• [Assignment]:
Among the lines of the records, find all that carry the word "PurchaseLedger" and copy them.
══════════════════════════════
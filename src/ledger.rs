// SPDX-License-Identifier: AGPL-3.0-or-later
//
// Copyright (C) 2025 Daniel Negri
//
// This program is free software: you can redistribute it and/or modify
// it under the terms of the GNU Affero General Public License as published by
// the Free Software Foundation, either version 3 of the License, or
// (at your option) any later version.
//
// This program is distributed in the hope that it will be useful,
// but WITHOUT ANY WARRANTY; without even the implied warranty of
// MERCHANTABILITY or FITNESS FOR A PARTICULAR PURPOSE. See the
// GNU Affero General Public License for more details.
//
// You should have received a copy of the GNU Affero General Public License
// along with this program. If not, see <https://www.gnu.org/licenses/>.

//! Append-only purchase ledger.
//!
//! Every successful purchase appends exactly one [`PurchaseRecord`].
//! Records are never mutated or deleted, and they survive deletion of the
//! purchasing account.

use crate::base::{AccountId, ProductId, PurchaseId};
use chrono::{DateTime, Utc};
use dashmap::DashMap;
use serde::Serialize;
use std::sync::Arc;
use std::sync::atomic::{AtomicU32, Ordering};

/// Immutable ledger entry linking a customer to a purchased product.
#[derive(Debug, Clone, Serialize)]
pub struct PurchaseRecord {
    pub id: PurchaseId,
    pub customer_id: AccountId,
    pub product_id: ProductId,
    pub purchase_time: DateTime<Utc>,
}

/// Thread-safe append-only ledger.
///
/// Ids come from a monotonic counter, so sorting by id recovers append
/// order without a separate queue.
#[derive(Debug)]
pub struct PurchaseLedger {
    records: DashMap<PurchaseId, Arc<PurchaseRecord>>,
    next_id: AtomicU32,
}

impl PurchaseLedger {
    pub fn new() -> Self {
        Self {
            records: DashMap::new(),
            next_id: AtomicU32::new(1),
        }
    }

    /// Appends one record and returns it. Infallible by design: the caller
    /// validates referential integrity before appending, and ids are unique
    /// by construction.
    pub(crate) fn append(
        &self,
        customer_id: AccountId,
        product_id: ProductId,
    ) -> Arc<PurchaseRecord> {
        let id = PurchaseId(self.next_id.fetch_add(1, Ordering::Relaxed));
        let record = Arc::new(PurchaseRecord {
            id,
            customer_id,
            product_id,
            purchase_time: Utc::now(),
        });
        self.records.insert(id, Arc::clone(&record));
        record
    }

    pub fn len(&self) -> usize {
        self.records.len()
    }

    pub fn is_empty(&self) -> bool {
        self.records.is_empty()
    }

    /// All records for one customer, in purchase order.
    pub fn for_customer(&self, customer_id: AccountId) -> Vec<Arc<PurchaseRecord>> {
        let mut records: Vec<_> = self
            .records
            .iter()
            .filter(|entry| entry.value().customer_id == customer_id)
            .map(|entry| Arc::clone(entry.value()))
            .collect();
        records.sort_by_key(|record| record.id);
        records
    }

    /// Number of records referencing one product.
    pub fn count_for_product(&self, product_id: ProductId) -> usize {
        self.records
            .iter()
            .filter(|entry| entry.value().product_id == product_id)
            .count()
    }
}

impl Default for PurchaseLedger {
    fn default() -> Self {
        Self::new()
    }
}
══════════════════════════════
• [Output for this exercise]:
pub struct PurchaseLedger {
impl PurchaseLedger {
impl Default for PurchaseLedger {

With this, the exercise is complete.